Zurich is happy to share information about the proportion of claims it declines for non-disclosure – which fell from 7% last year to 3% – but says data about the amount of claims declined in general could create problems.

“If the industry could come up with a clear way of publishing stats and was consistent about what counts as a claim, it would be good for all concerned,” says Phil Brown, director of underwriting and claims at Zurich. “But we need to do this before we go out publicly with the numbers. Another issue is whether the market gets into an ‘our data is better than yours’ league table – I don’t think that would be a good thing at all.”

Insurers that refuse to publish their stats, however, could be contributing to the low levels of trust in the industry. Rod McKie, head of marketing for individual protection at AEGON Scottish Equitable, the most recent provider to publish IP claims stats, says it did have concerns about how people would compare the results and the different ways in which insurers classify a claim. However, highlighting to consumers what IP can do for them outweighed these concerns.

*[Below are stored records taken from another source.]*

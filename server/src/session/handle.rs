use tokio::sync::{mpsc, oneshot};

use super::commands::{GameCommand, SessionError};
use crate::game::{ChessGame, GameId};
use crate::player::PlayerId;

const ACTOR_CLOSED: &str = "Game actor closed";

/// Cheap, cloneable handle to a game actor.
#[derive(Clone)]
pub struct GameHandle {
    id: GameId,
    cmd_tx: mpsc::Sender<GameCommand>,
}

impl GameHandle {
    pub(crate) fn new(id: GameId, cmd_tx: mpsc::Sender<GameCommand>) -> Self {
        Self { id, cmd_tx }
    }

    pub fn id(&self) -> GameId {
        self.id
    }

    /// True once the actor has stopped accepting commands.
    pub fn is_closed(&self) -> bool {
        self.cmd_tx.is_closed()
    }

    pub(crate) fn same_actor(&self, other: &GameHandle) -> bool {
        self.cmd_tx.same_channel(&other.cmd_tx)
    }

    pub async fn make_move(
        &self,
        player: PlayerId,
        notation: String,
    ) -> Result<ChessGame, SessionError> {
        let (tx, rx) = oneshot::channel();
        self.send(GameCommand::MakeMove {
            player,
            notation,
            reply: tx,
        })
        .await?;
        rx.await
            .map_err(|_| SessionError::Internal("Reply dropped".into()))?
    }

    pub async fn resign(&self, player: PlayerId) -> Result<ChessGame, SessionError> {
        let (tx, rx) = oneshot::channel();
        self.send(GameCommand::Resign { player, reply: tx }).await?;
        rx.await
            .map_err(|_| SessionError::Internal("Reply dropped".into()))?
    }

    pub async fn get_game(&self) -> Result<ChessGame, SessionError> {
        let (tx, rx) = oneshot::channel();
        self.send(GameCommand::GetGame { reply: tx }).await?;
        rx.await
            .map_err(|_| SessionError::Internal("Reply dropped".into()))
    }

    pub async fn shutdown(&self) {
        let _ = self.cmd_tx.send(GameCommand::Shutdown).await;
    }

    async fn send(&self, cmd: GameCommand) -> Result<(), SessionError> {
        self.cmd_tx
            .send(cmd)
            .await
            .map_err(|_| SessionError::Internal(ACTOR_CLOSED.into()))
    }
}
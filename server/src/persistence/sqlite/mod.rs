//! SQLite-backed repository implementations.
//!
//! ## Database setup
//!
//! [`Database`] wraps a `sqlx::SqlitePool` configured with:
//! - **WAL mode**, which allows one writer and multiple concurrent readers.
//! - **Foreign keys enabled**, enforced at the connection level.
//! - **Embedded migrations**: `sqlx::migrate!` runs `migrations/001_initial_schema.sql`
//!   automatically when [`Database::open`] is called. The schema is idempotent.
//!
//! ## Repository types
//!
//! | Type | Trait |
//! |------|-------|
//! | [`SqlitePlayerRepository`] | `PlayerRepository` |
//! | [`SqliteGameRepository`] | `GameRepository` |
//!
//! [`SqlitePersistence`] bundles both behind the `Persistence` trait.
//!
//! Moves are stored as canonical SAN together with the FEN and position key
//! after each ply; loading a game replays the SAN through the engine.

mod database;
mod game_repo;
pub(crate) mod helpers;
#[cfg(test)]
mod integration_tests;
mod player_repo;

pub use database::Database;
pub use game_repo::SqliteGameRepository;
pub use player_repo::SqlitePlayerRepository;

use crate::persistence::Persistence;

/// The SQLite storage backend.
#[derive(Clone)]
pub struct SqlitePersistence {
    players: SqlitePlayerRepository,
    games: SqliteGameRepository,
}

impl SqlitePersistence {
    pub fn new(db: &Database) -> Self {
        Self {
            players: SqlitePlayerRepository::new(db.pool().clone()),
            games: SqliteGameRepository::new(db.pool().clone()),
        }
    }
}

impl Persistence for SqlitePersistence {
    type Players = SqlitePlayerRepository;
    type Games = SqliteGameRepository;

    fn players(&self) -> &Self::Players {
        &self.players
    }

    fn games(&self) -> &Self::Games {
        &self.games
    }
}
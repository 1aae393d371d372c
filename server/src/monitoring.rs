use std::collections::HashMap;
use std::sync::Mutex;
use std::time::Duration;

/// Sink for batch operation counters.
pub trait PerformanceMonitor: Send + Sync {
    fn register(&self, subsystem: &str, operation: &str, count: u64, unit: &str, elapsed: Duration);
}

/// Running totals for one `(subsystem, operation)` pair.
#[derive(Debug, Clone, Copy, Default, PartialEq, Eq)]
pub struct OperationTotals {
    pub invocations: u64,
    pub count: u64,
    pub elapsed: Duration,
}

/// Logs every sample through `tracing` and keeps cumulative totals.
#[derive(Debug, Default)]
pub struct LoggingMonitor {
    totals: Mutex<HashMap<(String, String), OperationTotals>>,
}

impl LoggingMonitor {
    pub fn new() -> Self {
        Self::default()
    }

    pub fn totals(&self, subsystem: &str, operation: &str) -> OperationTotals {
        self.totals
            .lock()
            .map(|t| {
                t.get(&(subsystem.to_string(), operation.to_string()))
                    .copied()
                    .unwrap_or_default()
            })
            .unwrap_or_default()
    }
}

impl PerformanceMonitor for LoggingMonitor {
    fn register(&self, subsystem: &str, operation: &str, count: u64, unit: &str, elapsed: Duration) {
        let secs = elapsed.as_secs_f64();
        let rate = if secs > 0.0 { count as f64 / secs } else { 0.0 };
        tracing::info!(
            subsystem,
            operation,
            count,
            unit,
            elapsed_ms = elapsed.as_millis() as u64,
            rate_per_sec = rate,
            "Performance sample"
        );

        match self.totals.lock() {
            Ok(mut totals) => {
                let entry = totals
                    .entry((subsystem.to_string(), operation.to_string()))
                    .or_default();
                entry.invocations += 1;
                entry.count += count;
                entry.elapsed += elapsed;
            }
            Err(_) => tracing::warn!("Performance totals lock poisoned"),
        }
    }
}

#[cfg(test)]
mod tests {
    use super::*;

    #[test]
    fn test_totals_accumulate_per_operation() {
        let monitor = LoggingMonitor::new();
        monitor.register("pgn_import", "import", 106, "game", Duration::from_millis(900));
        monitor.register("pgn_import", "import", 101, "game", Duration::from_millis(100));
        monitor.register("robot_recovery", "sweep", 2, "game", Duration::ZERO);

        let import = monitor.totals("pgn_import", "import");
        assert_eq!(import.invocations, 2);
        assert_eq!(import.count, 207);
        assert_eq!(import.elapsed, Duration::from_secs(1));
        assert_eq!(monitor.totals("robot_recovery", "sweep").count, 2);
        assert_eq!(monitor.totals("nothing", "here"), OperationTotals::default());
    }
}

“We didn’t want to highlight comparisons, but to show the importance of IP,” says McKie. “Our decision has been well-received in the marketplace.”

What’s more, some providers believe that publishing stats helps them to explain why some claims are not successful, rather than just focusing people’s attention on the declined claims figure.

Paul Hudson, chief executive of Cirencester friendly, says: “It is important that customers understand the reasons why claims are paid and why sometimes it is not possible to pay claims. Unfortunately it is easy to focus on the negative rather than the positive, and to be able to address the negative – i.e. claims being declined – it is important to understand exactly why this is so. This process of education of the customer is important and fits in with Treating Customers Fairly and the education of consumers generally.”

Advisers who have been pushing for claims stats publication can look forward to data from AXA in the near future. Stuart Lawson, protection marketing manager at AXA, says it has not published its claims stats to date because it has only been in the market for a short time, but believes it is important from a transparency point of view.

“Given the greater profile of stats in the industry – for life and CI – we see it as a good thing. AXA is very much into paying claims and publishing stats is something we are looking to do. Three to four years is when a book of business is large enough to make stats meaningful, which is why we are doing work on it now.”

Some insurers, however, point out that while IP is primarily about paying someone an income if they cannot work due to illness or injury, it has other benefits too. The majority of providers now offer services that help claimants get better and return to work – services that are traditionally the preserve of the group IP market. Friends Provident’s Jones believes it is this that the industry should focus on.